Data records

◆ ◆ ◆ ◆ ◆ ◆ ◆

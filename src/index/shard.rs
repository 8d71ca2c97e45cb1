//! Hour-bucket shard backed by a Tantivy index
//!
//! A shard lives in its own directory named `<prefix>-YYYY-MM-DD-HH.log`.
//! While open it holds Tantivy's writer lock, which makes opening exclusive:
//! a second open of the same directory fails with [`ShardError::Busy`]
//! instead of waiting.

use std::path::{Path, PathBuf};
use std::time::Duration;

use chrono::{DateTime, NaiveDateTime, Timelike, Utc};
use parking_lot::Mutex;
use tantivy::{
    collector::TopDocs,
    directory::{error::LockError, MmapDirectory},
    query::{Query, QueryParser},
    schema::{DateOptions, Field, Schema, Value, STORED, STRING, TEXT},
    Index, IndexReader, IndexWriter, ReloadPolicy, TantivyDocument, TantivyError, Term,
};
use tracing::{debug, info};

use super::error::{ShardError, ShardResult};
use crate::types::{HitFields, LogRecord, SearchHit, MAX_SEARCH_SIZE};

/// Suffix shared by every shard directory
pub const SHARD_SUFFIX: &str = ".log";

/// Hour bucket layout embedded in shard names
const BUCKET_FORMAT: &str = "%Y-%m-%d-%H";

/// Writer heap budget. Tantivy's per-thread minimum is 15MB.
const WRITER_MEMORY_BYTES: usize = 15_000_000;

// ============================================================================
// Naming
// ============================================================================

/// Truncate an instant to the start of its hour
pub fn hour_bucket(now: DateTime<Utc>) -> DateTime<Utc> {
    now.with_minute(0)
        .and_then(|t| t.with_second(0))
        .and_then(|t| t.with_nanosecond(0))
        .unwrap_or(now)
}

/// Shard directory path for the hour containing `now`
pub fn shard_path(base_prefix: &Path, now: DateTime<Utc>) -> PathBuf {
    PathBuf::from(format!(
        "{}-{}{}",
        base_prefix.display(),
        hour_bucket(now).format(BUCKET_FORMAT),
        SHARD_SUFFIX
    ))
}

/// Parse the hour bucket embedded at the end of a shard name
pub fn parse_bucket(name: &str) -> ShardResult<DateTime<Utc>> {
    let invalid = || ShardError::InvalidName(name.to_string());

    let stem = name.strip_suffix(SHARD_SUFFIX).ok_or_else(invalid)?;
    // "YYYY-MM-DD-HH" is 13 bytes
    let split = stem.len().checked_sub(13).ok_or_else(invalid)?;
    let tail = stem.get(split..).ok_or_else(invalid)?;

    let naive = NaiveDateTime::parse_from_str(&format!("{}-00", tail), "%Y-%m-%d-%H-%M")
        .map_err(|_| invalid())?;
    Ok(naive.and_utc())
}

// ============================================================================
// Schema
// ============================================================================

/// Schema fields shared by every shard
#[derive(Debug, Clone, Copy)]
struct ShardFields {
    id: Field,
    timestamp: Field,
    level: Field,
    message: Field,
}

fn build_schema() -> (Schema, ShardFields) {
    let mut builder = Schema::builder();

    let id = builder.add_text_field("id", STRING | STORED);
    let timestamp = builder.add_date_field(
        "timestamp",
        DateOptions::default().set_indexed().set_stored().set_fast(),
    );
    let level = builder.add_text_field("level", TEXT | STORED);
    let message = builder.add_text_field("message", TEXT | STORED);

    let fields = ShardFields {
        id,
        timestamp,
        level,
        message,
    };
    (builder.build(), fields)
}

// ============================================================================
// Shard
// ============================================================================

/// A named, searchable document store bound to one hour bucket
pub struct Shard {
    name: String,
    path: PathBuf,
    bucket: DateTime<Utc>,
    index: Index,
    reader: IndexReader,
    /// `None` once the shard has been closed
    writer: Mutex<Option<IndexWriter>>,
    fields: ShardFields,
}

impl std::fmt::Debug for Shard {
    fn fmt(&self, f: &mut std::fmt::Formatter<'_>) -> std::fmt::Result {
        f.debug_struct("Shard")
            .field("name", &self.name)
            .field("bucket", &self.bucket)
            .field("closed", &self.is_closed())
            .finish()
    }
}

impl Shard {
    /// Create a new empty shard at `path`
    pub fn create(path: &Path) -> ShardResult<Self> {
        std::fs::create_dir_all(path)?;
        let (schema, _) = build_schema();
        let dir = MmapDirectory::open(path).map_err(|e| ShardError::Engine(e.into()))?;
        let index = Index::open_or_create(dir, schema)?;
        info!(shard = %path.display(), "created shard");
        Self::from_index(path, index)
    }

    /// Open an existing shard, failing fast if another writer holds it
    pub fn open(path: &Path) -> ShardResult<Self> {
        if !path.is_dir() {
            return Err(ShardError::NotFound(path.to_path_buf()));
        }
        let index = Index::open_in_dir(path)?;
        debug!(shard = %path.display(), "opened shard");
        Self::from_index(path, index)
    }

    /// Open the shard if its directory exists, otherwise create it
    pub fn open_or_create(path: &Path) -> ShardResult<Self> {
        if path.exists() {
            Self::open(path)
        } else {
            Self::create(path)
        }
    }

    /// Open or create on the blocking pool, bounded by `timeout`
    pub async fn open_with_timeout(path: PathBuf, timeout: Duration) -> ShardResult<Self> {
        let name = path.display().to_string();
        let task = tokio::task::spawn_blocking(move || Self::open_or_create(&path));

        match tokio::time::timeout(timeout, task).await {
            Ok(Ok(result)) => result,
            Ok(Err(join_err)) => Err(ShardError::Task(join_err.to_string())),
            Err(_) => Err(ShardError::OpenTimeout { name, timeout }),
        }
    }

    fn from_index(path: &Path, index: Index) -> ShardResult<Self> {
        let name = path.display().to_string();
        let file_name = path
            .file_name()
            .map(|n| n.to_string_lossy().into_owned())
            .unwrap_or_else(|| name.clone());
        let bucket = parse_bucket(&file_name)?;

        let (_, fields) = build_schema();

        let writer = match index.writer_with_num_threads(1, WRITER_MEMORY_BYTES) {
            Ok(writer) => writer,
            Err(TantivyError::LockFailure(LockError::LockBusy, _)) => {
                return Err(ShardError::Busy { name });
            }
            Err(e) => return Err(e.into()),
        };

        let reader = index
            .reader_builder()
            .reload_policy(ReloadPolicy::OnCommitWithDelay)
            .try_into()?;

        Ok(Self {
            name,
            path: path.to_path_buf(),
            bucket,
            index,
            reader,
            writer: Mutex::new(Some(writer)),
            fields,
        })
    }

    /// Full shard name (its directory path)
    pub fn name(&self) -> &str {
        &self.name
    }

    pub fn path(&self) -> &Path {
        &self.path
    }

    /// Start of the hour this shard covers
    pub fn bucket(&self) -> DateTime<Utc> {
        self.bucket
    }

    pub fn is_closed(&self) -> bool {
        self.writer.lock().is_none()
    }

    /// Number of live documents visible to searches
    pub fn doc_count(&self) -> u64 {
        self.reader.searcher().num_docs()
    }

    /// Index a record under its deterministic id, replacing any previous
    /// document with the same id, and make it visible to searches.
    pub fn index_record(&self, record: &LogRecord) -> ShardResult<String> {
        let id = record.document_id();

        let mut doc = TantivyDocument::new();
        doc.add_text(self.fields.id, &id);
        doc.add_date(
            self.fields.timestamp,
            tantivy::DateTime::from_timestamp_millis(record.timestamp.timestamp_millis()),
        );
        doc.add_text(self.fields.level, &record.level);
        doc.add_text(self.fields.message, &record.message);

        {
            let mut guard = self.writer.lock();
            let writer = guard
                .as_mut()
                .ok_or_else(|| ShardError::Closed(self.name.clone()))?;
            writer.delete_term(Term::from_field_text(self.fields.id, &id));
            writer.add_document(doc)?;
            writer.commit()?;
        }
        self.reader.reload()?;

        debug!(shard = %self.name, id = %id, "indexed record");
        Ok(id)
    }

    /// Remove a document by id
    pub fn delete_document(&self, id: &str) -> ShardResult<()> {
        {
            let mut guard = self.writer.lock();
            let writer = guard
                .as_mut()
                .ok_or_else(|| ShardError::Closed(self.name.clone()))?;
            writer.delete_term(Term::from_field_text(self.fields.id, id));
            writer.commit()?;
        }
        self.reader.reload()?;
        Ok(())
    }

    /// Parse a free-text query over `message` and `level`
    pub fn parse_text_query(&self, query_text: &str) -> ShardResult<Box<dyn Query>> {
        let parser = QueryParser::for_index(&self.index, vec![self.fields.message, self.fields.level]);
        parser
            .parse_query(query_text)
            .map_err(|e| ShardError::Query(e.to_string()))
    }

    /// Build an inclusive date range query over `timestamp`
    pub fn parse_range_query(
        &self,
        start: DateTime<Utc>,
        end: DateTime<Utc>,
    ) -> ShardResult<Box<dyn Query>> {
        let parser = QueryParser::for_index(&self.index, vec![self.fields.timestamp]);
        let expr = format!(
            "timestamp:[{} TO {}]",
            start.to_rfc3339_opts(chrono::SecondsFormat::Secs, true),
            end.to_rfc3339_opts(chrono::SecondsFormat::Secs, true)
        );
        parser
            .parse_query(&expr)
            .map_err(|e| ShardError::Query(e.to_string()))
    }

    /// Free-text search
    pub fn search_text(&self, query_text: &str, limit: usize) -> ShardResult<Vec<SearchHit>> {
        let query = self.parse_text_query(query_text)?;
        self.search(query.as_ref(), limit)
    }

    /// Date range search over `[start, end]`
    pub fn search_range(
        &self,
        start: DateTime<Utc>,
        end: DateTime<Utc>,
        limit: usize,
    ) -> ShardResult<Vec<SearchHit>> {
        let query = self.parse_range_query(start, end)?;
        self.search(query.as_ref(), limit)
    }

    /// Run a query and project `{timestamp, level, message}` into each hit.
    /// `limit` is clamped to [`MAX_SEARCH_SIZE`].
    pub fn search(&self, query: &dyn Query, limit: usize) -> ShardResult<Vec<SearchHit>> {
        let limit = limit.min(MAX_SEARCH_SIZE);
        if limit == 0 {
            return Ok(Vec::new());
        }

        let searcher = self.reader.searcher();
        let top_docs = searcher.search(query, &TopDocs::with_limit(limit))?;

        let mut hits = Vec::with_capacity(top_docs.len());
        for (score, doc_address) in top_docs {
            let doc: TantivyDocument = searcher.doc(doc_address)?;

            let text = |field: Field| {
                doc.get_first(field)
                    .and_then(|v| v.as_str())
                    .unwrap_or("")
                    .to_string()
            };
            let timestamp = doc
                .get_first(self.fields.timestamp)
                .and_then(|v| v.as_datetime())
                .and_then(|dt| DateTime::<Utc>::from_timestamp_millis(dt.into_timestamp_millis()))
                .unwrap_or(DateTime::<Utc>::UNIX_EPOCH);

            hits.push(SearchHit {
                id: text(self.fields.id),
                shard: self.name.clone(),
                score,
                fields: HitFields {
                    timestamp,
                    level: text(self.fields.level),
                    message: text(self.fields.message),
                },
            });
        }

        debug!(shard = %self.name, hits = hits.len(), "shard search complete");
        Ok(hits)
    }

    /// Commit and release the writer lock. The shard stays searchable but
    /// rejects further writes. Closing twice is a no-op.
    pub fn close(&self) -> ShardResult<()> {
        let writer = self.writer.lock().take();
        if let Some(mut writer) = writer {
            writer.commit()?;
            writer.wait_merging_threads()?;
            info!(shard = %self.name, "closed shard");
        }
        Ok(())
    }

    /// Delete the shard's backing directory. The shard must be closed.
    pub fn destroy(&self) -> ShardResult<()> {
        if !self.is_closed() {
            return Err(ShardError::Task(format!(
                "refusing to delete open shard {}",
                self.name
            )));
        }
        std::fs::remove_dir_all(&self.path)?;
        info!(shard = %self.name, "deleted shard storage");
        Ok(())
    }
}

/// List shard directories matching `<base_prefix>*.log`
pub fn discover_shards(base_prefix: &Path) -> ShardResult<Vec<PathBuf>> {
    // Joined paths must render exactly like `shard_path` so names match
    let parent = base_prefix.parent().map(Path::to_path_buf).unwrap_or_default();
    let scan_dir = if parent.as_os_str().is_empty() {
        PathBuf::from(".")
    } else {
        parent.clone()
    };
    let stem = base_prefix
        .file_name()
        .map(|n| n.to_string_lossy().into_owned())
        .unwrap_or_default();

    if !scan_dir.is_dir() {
        return Ok(Vec::new());
    }

    let mut found = Vec::new();
    for entry in std::fs::read_dir(&scan_dir)? {
        let entry = entry?;
        let file_name = entry.file_name().to_string_lossy().into_owned();
        if file_name.starts_with(&stem)
            && file_name.ends_with(SHARD_SUFFIX)
            && entry.file_type()?.is_dir()
        {
            found.push(parent.join(&file_name));
        }
    }
    found.sort();
    Ok(found)
}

◆ ◆ ◆ ◆ ◆ ◆ ◆

- _Work instruction_: Starting at the first line of the entries above, please extract each line up to and including the line with "let tail = stem.get(split..).ok_or_else(invalid)?;", unchanged, and add nothing.

- _Answer to the exercise_:
filename src/index/shard.rs
repository 8d71ca2c97e45cb1
//! Hour-bucket shard backed by a Tantivy index
//!
//! A shard lives in its own directory named `<prefix>-YYYY-MM-DD-HH.log`.
//! While open it holds Tantivy's writer lock, which makes opening exclusive:
//! a second open of the same directory fails with [`ShardError::Busy`]
//! instead of waiting.

use std::path::{Path, PathBuf};
use std::time::Duration;

use chrono::{DateTime, NaiveDateTime, Timelike, Utc};
use parking_lot::Mutex;
use tantivy::{
    collector::TopDocs,
    directory::{error::LockError, MmapDirectory},
    query::{Query, QueryParser},
    schema::{DateOptions, Field, Schema, Value, STORED, STRING, TEXT},
    Index, IndexReader, IndexWriter, ReloadPolicy, TantivyDocument, TantivyError, Term,
};
use tracing::{debug, info};

use super::error::{ShardError, ShardResult};
use crate::types::{HitFields, LogRecord, SearchHit, MAX_SEARCH_SIZE};

/// Suffix shared by every shard directory
pub const SHARD_SUFFIX: &str = ".log";

/// Hour bucket layout embedded in shard names
const BUCKET_FORMAT: &str = "%Y-%m-%d-%H";

/// Writer heap budget. Tantivy's per-thread minimum is 15MB.
const WRITER_MEMORY_BYTES: usize = 15_000_000;

// ============================================================================
// Naming
// ============================================================================

/// Truncate an instant to the start of its hour
pub fn hour_bucket(now: DateTime<Utc>) -> DateTime<Utc> {
    now.with_minute(0)
        .and_then(|t| t.with_second(0))
        .and_then(|t| t.with_nanosecond(0))
        .unwrap_or(now)
}

/// Shard directory path for the hour containing `now`
pub fn shard_path(base_prefix: &Path, now: DateTime<Utc>) -> PathBuf {
    PathBuf::from(format!(
        "{}-{}{}",
        base_prefix.display(),
        hour_bucket(now).format(BUCKET_FORMAT),
        SHARD_SUFFIX
    ))
}

/// Parse the hour bucket embedded at the end of a shard name
pub fn parse_bucket(name: &str) -> ShardResult<DateTime<Utc>> {
    let invalid = || ShardError::InvalidName(name.to_string());

    let stem = name.strip_suffix(SHARD_SUFFIX).ok_or_else(invalid)?;
    // "YYYY-MM-DD-HH" is 13 bytes
    let split = stem.len().checked_sub(13).ok_or_else(invalid)?;
    let tail = stem.get(split..).ok_or_else(invalid)?;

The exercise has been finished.